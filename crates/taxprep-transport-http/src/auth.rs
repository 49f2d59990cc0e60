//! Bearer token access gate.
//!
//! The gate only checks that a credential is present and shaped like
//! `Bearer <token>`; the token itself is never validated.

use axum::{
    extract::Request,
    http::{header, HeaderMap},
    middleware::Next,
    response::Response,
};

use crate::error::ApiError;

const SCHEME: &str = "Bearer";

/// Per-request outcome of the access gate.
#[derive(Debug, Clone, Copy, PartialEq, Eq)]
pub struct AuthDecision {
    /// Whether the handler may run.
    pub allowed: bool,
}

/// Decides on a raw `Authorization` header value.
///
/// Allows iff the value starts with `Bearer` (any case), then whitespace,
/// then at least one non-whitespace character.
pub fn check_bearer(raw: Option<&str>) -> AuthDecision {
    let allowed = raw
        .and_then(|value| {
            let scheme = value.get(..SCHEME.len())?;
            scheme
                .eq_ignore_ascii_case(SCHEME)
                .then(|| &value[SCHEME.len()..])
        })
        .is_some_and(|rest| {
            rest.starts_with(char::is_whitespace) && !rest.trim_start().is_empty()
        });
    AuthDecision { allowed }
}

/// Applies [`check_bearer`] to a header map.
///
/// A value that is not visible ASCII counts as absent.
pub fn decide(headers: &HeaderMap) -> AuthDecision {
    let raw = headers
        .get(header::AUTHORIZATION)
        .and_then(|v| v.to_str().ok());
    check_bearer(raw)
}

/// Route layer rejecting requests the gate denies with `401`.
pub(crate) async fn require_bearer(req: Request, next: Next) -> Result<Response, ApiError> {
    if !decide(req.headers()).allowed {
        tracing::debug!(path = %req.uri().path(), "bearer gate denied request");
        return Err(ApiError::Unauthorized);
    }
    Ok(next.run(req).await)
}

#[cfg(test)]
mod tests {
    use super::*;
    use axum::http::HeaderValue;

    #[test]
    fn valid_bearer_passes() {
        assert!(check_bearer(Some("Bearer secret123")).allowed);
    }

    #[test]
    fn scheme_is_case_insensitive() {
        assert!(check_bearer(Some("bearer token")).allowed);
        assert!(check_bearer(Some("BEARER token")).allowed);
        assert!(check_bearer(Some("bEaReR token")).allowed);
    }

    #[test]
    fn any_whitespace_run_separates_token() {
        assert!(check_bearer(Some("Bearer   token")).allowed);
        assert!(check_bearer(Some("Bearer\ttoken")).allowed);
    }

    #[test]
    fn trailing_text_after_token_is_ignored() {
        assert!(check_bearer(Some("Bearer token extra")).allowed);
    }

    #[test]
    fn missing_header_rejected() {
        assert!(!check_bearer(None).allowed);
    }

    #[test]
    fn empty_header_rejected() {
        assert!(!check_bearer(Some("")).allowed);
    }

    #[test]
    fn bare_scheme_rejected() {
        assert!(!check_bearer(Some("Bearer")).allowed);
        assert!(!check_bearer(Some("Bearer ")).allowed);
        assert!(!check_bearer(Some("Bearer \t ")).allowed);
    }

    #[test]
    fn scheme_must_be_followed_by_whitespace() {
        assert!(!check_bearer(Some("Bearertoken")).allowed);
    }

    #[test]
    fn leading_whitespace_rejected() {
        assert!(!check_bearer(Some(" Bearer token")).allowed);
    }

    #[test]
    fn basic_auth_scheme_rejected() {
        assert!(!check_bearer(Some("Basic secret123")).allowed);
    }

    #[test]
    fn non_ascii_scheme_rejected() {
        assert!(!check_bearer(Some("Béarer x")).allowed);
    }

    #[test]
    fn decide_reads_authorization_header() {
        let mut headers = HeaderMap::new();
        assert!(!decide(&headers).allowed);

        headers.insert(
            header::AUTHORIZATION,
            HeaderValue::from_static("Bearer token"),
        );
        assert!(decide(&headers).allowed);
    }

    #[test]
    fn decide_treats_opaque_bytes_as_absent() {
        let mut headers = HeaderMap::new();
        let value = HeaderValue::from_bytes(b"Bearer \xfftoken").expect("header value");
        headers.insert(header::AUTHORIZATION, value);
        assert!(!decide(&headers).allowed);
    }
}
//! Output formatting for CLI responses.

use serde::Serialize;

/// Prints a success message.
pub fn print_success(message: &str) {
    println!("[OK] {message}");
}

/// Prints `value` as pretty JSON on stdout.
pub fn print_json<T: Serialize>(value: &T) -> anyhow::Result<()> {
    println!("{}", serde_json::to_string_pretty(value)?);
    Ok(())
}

• **Work instructions**: Filter the entries down to the lines containing "http". Copy each of those lines.

• **Response area**:
filename crates/taxprep-transport-http/src/auth.rs
    http::{header, HeaderMap},
    use axum::http::HeaderValue;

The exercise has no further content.